(Records drawn from a dataset)
---
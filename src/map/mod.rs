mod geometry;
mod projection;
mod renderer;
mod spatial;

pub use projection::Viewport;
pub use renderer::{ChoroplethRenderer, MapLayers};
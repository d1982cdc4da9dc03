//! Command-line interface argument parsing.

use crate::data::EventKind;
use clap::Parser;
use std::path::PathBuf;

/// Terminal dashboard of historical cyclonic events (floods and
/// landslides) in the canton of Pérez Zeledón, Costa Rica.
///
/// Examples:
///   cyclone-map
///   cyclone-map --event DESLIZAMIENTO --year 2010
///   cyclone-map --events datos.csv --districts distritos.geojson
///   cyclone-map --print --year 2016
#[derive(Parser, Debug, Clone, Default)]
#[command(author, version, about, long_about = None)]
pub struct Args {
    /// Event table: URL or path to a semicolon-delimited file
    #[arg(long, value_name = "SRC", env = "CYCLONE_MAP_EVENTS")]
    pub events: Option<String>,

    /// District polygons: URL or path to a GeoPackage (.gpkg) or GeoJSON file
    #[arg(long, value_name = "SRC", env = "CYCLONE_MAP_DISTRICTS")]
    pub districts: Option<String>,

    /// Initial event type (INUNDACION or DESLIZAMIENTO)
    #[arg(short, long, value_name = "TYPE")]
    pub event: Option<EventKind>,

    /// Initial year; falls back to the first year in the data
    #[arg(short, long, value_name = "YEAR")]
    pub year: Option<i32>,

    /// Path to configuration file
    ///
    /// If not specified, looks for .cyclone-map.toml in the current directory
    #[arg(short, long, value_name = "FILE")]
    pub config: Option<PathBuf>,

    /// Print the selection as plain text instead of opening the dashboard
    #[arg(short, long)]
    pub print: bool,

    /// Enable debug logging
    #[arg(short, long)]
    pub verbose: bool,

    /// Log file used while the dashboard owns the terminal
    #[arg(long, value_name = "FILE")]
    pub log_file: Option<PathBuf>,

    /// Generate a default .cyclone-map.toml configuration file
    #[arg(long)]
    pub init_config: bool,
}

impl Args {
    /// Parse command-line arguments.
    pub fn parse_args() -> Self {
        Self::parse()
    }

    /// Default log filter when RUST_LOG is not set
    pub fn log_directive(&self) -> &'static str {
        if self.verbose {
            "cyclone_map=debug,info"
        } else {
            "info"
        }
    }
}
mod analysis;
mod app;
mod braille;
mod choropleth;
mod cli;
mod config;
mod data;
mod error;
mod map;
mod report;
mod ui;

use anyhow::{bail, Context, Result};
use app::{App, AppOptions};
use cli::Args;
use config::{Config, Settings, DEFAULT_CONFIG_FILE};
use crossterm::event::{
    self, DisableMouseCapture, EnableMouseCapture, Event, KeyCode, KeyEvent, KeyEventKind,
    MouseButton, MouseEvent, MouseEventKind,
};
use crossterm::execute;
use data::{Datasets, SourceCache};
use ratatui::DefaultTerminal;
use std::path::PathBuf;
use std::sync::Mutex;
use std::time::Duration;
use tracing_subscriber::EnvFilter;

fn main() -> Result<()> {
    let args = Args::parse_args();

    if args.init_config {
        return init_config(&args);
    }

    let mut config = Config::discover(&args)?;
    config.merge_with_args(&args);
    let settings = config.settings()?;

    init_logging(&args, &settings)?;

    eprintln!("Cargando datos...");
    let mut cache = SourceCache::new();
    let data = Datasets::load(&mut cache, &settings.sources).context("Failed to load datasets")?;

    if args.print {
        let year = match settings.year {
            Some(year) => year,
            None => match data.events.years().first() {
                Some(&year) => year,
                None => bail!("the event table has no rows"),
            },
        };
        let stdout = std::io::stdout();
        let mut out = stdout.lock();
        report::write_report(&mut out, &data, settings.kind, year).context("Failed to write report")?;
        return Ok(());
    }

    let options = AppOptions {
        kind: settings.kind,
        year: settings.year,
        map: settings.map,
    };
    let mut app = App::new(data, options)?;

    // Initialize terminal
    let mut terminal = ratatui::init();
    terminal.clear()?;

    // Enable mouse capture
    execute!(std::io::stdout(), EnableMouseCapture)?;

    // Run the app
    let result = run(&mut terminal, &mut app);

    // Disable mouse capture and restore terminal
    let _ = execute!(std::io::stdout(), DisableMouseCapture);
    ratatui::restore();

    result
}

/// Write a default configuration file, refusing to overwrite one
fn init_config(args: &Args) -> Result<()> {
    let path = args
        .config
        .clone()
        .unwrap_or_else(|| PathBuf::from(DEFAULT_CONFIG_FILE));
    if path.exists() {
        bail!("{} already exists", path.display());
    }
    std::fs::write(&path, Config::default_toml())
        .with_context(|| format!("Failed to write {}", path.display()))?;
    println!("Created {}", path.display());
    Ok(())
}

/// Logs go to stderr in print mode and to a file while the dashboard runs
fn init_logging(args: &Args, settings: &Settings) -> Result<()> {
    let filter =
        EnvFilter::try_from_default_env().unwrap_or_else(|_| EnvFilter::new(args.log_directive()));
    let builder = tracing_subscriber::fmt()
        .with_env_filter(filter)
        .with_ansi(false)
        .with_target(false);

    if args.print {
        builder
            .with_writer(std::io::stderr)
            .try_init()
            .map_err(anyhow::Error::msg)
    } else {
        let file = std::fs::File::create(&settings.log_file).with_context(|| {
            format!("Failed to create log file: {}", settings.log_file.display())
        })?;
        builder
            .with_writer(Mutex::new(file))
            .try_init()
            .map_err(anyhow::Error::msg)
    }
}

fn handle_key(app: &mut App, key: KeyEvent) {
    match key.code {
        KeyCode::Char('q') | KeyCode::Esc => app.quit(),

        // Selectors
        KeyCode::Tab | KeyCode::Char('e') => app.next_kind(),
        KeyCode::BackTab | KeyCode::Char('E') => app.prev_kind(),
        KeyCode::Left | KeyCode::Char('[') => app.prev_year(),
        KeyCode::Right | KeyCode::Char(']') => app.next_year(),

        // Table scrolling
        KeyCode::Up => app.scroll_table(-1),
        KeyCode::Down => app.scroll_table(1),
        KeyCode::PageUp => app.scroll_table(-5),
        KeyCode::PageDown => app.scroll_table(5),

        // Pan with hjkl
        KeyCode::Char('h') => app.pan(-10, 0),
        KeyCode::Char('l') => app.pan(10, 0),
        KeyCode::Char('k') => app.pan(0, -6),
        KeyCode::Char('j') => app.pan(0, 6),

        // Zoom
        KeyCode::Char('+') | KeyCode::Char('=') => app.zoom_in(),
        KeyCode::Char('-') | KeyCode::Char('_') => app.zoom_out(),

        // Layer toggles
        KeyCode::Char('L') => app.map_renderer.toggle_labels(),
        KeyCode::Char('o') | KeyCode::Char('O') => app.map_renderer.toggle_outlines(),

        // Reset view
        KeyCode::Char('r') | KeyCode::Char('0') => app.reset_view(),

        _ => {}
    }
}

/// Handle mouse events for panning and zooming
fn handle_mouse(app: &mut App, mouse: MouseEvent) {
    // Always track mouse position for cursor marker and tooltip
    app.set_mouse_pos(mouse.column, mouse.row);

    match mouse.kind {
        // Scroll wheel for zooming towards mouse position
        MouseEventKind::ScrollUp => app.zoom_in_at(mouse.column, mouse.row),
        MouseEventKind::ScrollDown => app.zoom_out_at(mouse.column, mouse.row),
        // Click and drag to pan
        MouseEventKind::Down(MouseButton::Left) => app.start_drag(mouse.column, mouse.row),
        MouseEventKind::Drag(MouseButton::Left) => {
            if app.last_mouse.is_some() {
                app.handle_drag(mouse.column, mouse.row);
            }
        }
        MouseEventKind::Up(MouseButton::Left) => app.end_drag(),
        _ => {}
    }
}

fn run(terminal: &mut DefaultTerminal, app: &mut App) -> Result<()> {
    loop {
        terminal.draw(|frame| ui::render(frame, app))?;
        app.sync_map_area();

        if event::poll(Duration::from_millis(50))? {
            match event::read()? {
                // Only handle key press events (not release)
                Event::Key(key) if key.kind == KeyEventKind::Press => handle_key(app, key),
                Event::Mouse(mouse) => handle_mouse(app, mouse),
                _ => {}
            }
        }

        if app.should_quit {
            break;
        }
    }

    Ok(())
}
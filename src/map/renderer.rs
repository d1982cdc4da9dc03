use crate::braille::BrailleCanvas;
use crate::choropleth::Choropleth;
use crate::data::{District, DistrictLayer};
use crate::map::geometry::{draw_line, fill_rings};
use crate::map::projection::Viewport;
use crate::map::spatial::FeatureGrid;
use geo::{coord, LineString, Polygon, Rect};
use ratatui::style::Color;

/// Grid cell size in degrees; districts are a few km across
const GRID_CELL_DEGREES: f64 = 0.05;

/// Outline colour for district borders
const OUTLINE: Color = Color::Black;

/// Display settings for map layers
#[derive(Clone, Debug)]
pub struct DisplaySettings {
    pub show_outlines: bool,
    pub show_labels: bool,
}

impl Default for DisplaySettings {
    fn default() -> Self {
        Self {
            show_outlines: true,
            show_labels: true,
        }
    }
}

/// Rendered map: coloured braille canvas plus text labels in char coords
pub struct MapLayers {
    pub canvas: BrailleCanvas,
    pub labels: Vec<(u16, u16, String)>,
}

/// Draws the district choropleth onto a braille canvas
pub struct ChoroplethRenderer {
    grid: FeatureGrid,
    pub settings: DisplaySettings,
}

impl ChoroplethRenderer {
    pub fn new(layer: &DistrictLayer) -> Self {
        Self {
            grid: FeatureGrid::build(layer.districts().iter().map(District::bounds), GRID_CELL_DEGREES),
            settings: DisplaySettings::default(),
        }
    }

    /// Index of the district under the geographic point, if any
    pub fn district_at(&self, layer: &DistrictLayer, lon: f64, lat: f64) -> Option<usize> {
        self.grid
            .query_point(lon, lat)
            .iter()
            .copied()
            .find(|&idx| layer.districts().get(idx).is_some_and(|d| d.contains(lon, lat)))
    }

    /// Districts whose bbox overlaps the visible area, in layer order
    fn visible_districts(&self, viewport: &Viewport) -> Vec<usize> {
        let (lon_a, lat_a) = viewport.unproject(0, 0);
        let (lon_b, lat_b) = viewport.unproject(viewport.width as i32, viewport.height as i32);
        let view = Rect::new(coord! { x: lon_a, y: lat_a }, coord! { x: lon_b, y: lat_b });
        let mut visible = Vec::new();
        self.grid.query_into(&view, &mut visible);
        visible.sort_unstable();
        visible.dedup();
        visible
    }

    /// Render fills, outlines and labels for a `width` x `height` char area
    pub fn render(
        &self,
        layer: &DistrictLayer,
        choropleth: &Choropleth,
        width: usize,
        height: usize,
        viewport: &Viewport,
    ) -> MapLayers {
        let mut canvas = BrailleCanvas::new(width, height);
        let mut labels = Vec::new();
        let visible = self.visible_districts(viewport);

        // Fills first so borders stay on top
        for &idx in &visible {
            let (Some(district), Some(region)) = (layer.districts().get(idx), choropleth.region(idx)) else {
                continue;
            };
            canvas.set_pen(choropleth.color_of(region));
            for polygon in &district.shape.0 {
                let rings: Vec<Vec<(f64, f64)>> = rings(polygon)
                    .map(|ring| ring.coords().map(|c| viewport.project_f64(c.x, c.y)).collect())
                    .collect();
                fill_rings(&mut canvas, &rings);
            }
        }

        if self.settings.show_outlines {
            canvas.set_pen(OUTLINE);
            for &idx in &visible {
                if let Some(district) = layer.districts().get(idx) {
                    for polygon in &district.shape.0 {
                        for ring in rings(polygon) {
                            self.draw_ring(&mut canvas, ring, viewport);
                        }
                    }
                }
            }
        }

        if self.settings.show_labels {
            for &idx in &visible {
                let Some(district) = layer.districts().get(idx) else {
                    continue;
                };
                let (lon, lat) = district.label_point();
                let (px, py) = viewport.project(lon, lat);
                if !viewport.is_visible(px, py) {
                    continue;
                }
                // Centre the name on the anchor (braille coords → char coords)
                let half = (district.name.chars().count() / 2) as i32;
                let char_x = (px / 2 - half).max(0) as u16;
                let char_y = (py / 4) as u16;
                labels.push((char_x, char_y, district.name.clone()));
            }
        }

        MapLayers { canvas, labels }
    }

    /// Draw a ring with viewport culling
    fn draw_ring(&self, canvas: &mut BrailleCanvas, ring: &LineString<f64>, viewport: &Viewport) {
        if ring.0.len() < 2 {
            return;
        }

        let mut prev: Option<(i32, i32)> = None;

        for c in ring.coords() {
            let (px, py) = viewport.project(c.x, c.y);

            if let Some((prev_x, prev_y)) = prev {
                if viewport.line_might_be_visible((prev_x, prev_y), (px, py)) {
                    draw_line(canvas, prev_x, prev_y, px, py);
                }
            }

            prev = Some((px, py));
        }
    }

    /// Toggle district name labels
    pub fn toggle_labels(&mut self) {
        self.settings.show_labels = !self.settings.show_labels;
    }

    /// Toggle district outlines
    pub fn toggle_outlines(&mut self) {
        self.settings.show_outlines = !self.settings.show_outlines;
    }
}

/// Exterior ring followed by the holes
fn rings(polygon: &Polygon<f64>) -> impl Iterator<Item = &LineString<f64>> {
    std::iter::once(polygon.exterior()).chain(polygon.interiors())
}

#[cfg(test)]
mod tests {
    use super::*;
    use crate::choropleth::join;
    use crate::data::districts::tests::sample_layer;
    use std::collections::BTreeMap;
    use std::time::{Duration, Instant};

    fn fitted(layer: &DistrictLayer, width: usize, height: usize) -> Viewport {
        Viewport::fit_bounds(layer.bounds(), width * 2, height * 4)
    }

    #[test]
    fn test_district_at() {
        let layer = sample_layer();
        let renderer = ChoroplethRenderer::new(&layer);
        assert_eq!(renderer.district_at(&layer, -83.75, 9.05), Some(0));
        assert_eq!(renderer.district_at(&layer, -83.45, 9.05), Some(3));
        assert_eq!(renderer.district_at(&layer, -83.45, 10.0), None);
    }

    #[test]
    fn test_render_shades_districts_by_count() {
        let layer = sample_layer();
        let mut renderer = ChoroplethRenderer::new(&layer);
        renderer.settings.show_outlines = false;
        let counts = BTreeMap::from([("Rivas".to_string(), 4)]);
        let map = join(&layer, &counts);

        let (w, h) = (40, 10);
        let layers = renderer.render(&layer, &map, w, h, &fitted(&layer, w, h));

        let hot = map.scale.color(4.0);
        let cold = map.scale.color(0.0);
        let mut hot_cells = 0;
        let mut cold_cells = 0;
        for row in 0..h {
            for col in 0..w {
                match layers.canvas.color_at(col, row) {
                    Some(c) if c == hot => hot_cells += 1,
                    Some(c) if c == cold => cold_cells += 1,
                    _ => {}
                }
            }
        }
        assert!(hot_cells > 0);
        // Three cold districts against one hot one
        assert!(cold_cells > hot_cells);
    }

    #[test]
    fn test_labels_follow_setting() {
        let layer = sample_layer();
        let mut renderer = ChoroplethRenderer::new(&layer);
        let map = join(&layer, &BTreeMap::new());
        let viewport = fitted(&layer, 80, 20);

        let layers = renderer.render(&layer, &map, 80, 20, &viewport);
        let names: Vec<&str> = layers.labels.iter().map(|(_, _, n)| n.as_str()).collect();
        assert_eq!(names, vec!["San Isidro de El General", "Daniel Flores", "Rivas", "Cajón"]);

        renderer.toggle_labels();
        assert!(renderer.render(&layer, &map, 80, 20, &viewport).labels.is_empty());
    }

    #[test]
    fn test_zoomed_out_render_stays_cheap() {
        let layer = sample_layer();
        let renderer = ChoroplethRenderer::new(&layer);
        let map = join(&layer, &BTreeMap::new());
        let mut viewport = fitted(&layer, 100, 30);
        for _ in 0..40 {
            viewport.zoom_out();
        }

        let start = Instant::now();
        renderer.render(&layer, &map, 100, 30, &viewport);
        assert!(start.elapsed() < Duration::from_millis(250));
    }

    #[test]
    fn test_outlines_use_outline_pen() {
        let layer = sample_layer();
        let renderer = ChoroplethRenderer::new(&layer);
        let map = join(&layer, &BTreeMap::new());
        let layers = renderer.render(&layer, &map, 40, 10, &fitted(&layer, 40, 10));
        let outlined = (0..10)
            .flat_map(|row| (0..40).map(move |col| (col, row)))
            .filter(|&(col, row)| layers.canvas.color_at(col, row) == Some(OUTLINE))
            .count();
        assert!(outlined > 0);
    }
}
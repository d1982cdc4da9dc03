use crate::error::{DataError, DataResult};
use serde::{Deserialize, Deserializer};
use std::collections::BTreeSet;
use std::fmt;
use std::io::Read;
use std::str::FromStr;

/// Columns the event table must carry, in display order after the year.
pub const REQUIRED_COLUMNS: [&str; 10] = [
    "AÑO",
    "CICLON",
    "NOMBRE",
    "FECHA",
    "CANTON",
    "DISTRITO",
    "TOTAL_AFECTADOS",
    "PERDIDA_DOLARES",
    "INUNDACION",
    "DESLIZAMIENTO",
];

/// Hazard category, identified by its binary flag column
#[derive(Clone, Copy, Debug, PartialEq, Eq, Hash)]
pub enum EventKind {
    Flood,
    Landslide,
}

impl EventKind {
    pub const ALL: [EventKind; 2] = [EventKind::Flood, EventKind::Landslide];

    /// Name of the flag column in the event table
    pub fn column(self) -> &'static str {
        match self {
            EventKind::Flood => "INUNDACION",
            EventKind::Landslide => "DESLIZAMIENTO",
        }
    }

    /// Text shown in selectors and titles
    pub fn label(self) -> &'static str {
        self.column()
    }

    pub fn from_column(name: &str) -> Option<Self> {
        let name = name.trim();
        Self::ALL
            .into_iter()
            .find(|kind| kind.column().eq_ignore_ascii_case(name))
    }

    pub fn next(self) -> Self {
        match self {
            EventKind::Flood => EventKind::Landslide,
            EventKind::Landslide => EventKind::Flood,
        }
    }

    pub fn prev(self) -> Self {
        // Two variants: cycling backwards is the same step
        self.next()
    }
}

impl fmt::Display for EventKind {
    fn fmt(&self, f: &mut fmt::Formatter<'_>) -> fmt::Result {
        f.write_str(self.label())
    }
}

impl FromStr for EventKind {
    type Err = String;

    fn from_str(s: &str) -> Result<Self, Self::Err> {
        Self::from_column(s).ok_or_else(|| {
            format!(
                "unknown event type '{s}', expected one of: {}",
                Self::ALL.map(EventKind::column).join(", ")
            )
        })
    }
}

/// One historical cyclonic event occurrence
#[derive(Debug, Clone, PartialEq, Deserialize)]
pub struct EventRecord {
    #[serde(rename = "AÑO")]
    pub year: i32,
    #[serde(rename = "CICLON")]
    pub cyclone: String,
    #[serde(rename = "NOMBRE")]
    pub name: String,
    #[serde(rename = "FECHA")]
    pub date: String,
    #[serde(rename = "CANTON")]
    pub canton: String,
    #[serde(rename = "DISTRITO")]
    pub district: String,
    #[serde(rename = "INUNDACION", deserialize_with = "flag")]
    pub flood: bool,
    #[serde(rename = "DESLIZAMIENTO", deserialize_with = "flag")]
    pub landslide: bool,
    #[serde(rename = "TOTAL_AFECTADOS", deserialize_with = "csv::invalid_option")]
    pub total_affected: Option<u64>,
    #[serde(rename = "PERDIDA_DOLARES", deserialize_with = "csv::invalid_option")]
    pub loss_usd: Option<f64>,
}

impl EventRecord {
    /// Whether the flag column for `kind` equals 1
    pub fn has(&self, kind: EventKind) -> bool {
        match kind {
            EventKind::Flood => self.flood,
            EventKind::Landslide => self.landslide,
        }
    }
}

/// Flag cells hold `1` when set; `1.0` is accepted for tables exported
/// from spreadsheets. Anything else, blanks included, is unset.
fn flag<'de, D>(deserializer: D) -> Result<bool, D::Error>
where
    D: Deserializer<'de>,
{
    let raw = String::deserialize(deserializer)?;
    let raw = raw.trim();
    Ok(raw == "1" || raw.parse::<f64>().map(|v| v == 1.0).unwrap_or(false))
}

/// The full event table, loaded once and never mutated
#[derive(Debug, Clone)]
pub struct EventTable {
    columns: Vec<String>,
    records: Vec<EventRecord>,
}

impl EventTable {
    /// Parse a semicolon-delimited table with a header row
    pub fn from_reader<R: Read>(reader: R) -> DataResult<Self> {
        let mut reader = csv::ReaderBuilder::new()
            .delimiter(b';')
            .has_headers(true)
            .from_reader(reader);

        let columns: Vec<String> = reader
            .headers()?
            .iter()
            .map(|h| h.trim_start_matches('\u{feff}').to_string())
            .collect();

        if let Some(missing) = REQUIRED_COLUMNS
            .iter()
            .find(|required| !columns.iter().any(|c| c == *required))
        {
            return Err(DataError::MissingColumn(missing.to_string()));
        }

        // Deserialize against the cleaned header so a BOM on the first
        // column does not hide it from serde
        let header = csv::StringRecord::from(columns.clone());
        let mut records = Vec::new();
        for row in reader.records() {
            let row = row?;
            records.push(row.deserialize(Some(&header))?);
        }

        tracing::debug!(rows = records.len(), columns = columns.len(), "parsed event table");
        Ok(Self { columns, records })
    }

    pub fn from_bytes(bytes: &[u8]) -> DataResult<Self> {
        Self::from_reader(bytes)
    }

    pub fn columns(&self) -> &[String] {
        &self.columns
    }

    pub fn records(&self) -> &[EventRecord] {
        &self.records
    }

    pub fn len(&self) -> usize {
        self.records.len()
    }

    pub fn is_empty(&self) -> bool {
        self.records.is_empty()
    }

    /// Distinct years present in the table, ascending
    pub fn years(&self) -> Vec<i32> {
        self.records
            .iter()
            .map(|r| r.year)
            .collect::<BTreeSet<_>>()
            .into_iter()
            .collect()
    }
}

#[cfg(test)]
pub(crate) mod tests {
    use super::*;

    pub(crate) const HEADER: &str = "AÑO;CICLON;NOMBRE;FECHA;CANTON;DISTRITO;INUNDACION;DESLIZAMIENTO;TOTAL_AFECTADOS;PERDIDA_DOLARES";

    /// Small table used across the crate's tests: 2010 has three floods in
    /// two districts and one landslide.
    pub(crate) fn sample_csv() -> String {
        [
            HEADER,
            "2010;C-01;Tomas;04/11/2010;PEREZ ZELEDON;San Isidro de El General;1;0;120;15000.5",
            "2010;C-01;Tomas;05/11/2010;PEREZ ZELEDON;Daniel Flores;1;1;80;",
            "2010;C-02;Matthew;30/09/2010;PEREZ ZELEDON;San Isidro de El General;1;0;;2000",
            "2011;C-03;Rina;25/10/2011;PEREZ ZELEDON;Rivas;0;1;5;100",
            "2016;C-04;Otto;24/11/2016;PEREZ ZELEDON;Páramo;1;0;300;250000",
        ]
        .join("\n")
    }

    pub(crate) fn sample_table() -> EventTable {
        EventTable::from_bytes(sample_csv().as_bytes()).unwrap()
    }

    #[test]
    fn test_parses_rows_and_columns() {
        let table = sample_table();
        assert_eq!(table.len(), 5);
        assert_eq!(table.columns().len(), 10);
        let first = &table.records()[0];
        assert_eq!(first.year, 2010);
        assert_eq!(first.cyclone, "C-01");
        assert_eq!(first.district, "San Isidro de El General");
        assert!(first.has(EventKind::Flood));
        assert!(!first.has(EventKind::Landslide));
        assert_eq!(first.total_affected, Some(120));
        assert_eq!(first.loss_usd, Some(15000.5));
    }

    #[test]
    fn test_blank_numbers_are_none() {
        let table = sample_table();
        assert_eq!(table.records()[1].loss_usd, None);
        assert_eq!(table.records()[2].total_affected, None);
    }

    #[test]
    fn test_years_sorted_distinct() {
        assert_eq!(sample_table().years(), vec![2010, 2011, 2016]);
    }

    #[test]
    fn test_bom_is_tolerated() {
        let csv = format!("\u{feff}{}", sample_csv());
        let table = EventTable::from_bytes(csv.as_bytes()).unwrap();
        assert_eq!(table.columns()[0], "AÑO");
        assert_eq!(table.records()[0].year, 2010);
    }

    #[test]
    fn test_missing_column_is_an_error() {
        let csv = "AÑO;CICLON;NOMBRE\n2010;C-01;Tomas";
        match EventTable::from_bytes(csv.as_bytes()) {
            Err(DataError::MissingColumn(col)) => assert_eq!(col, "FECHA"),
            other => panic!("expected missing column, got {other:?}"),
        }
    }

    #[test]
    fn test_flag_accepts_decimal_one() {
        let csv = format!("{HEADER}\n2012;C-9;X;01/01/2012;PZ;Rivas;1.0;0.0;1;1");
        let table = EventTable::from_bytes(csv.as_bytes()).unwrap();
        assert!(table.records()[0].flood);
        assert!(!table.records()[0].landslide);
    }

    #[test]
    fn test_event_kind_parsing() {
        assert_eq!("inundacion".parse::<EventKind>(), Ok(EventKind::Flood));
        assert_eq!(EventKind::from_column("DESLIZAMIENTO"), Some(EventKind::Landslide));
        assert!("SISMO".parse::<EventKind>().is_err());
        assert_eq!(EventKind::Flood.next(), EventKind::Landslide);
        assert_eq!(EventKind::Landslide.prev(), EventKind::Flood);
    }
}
---
[HOW TO COMPLETE THIS TASK] Copy out each line of the entries above that holds "ratatui".

[OUTPUT FOR THIS EXERCISE]
use ratatui::DefaultTerminal;
    let mut terminal = ratatui::init();
    ratatui::restore();
use ratatui::style::Color;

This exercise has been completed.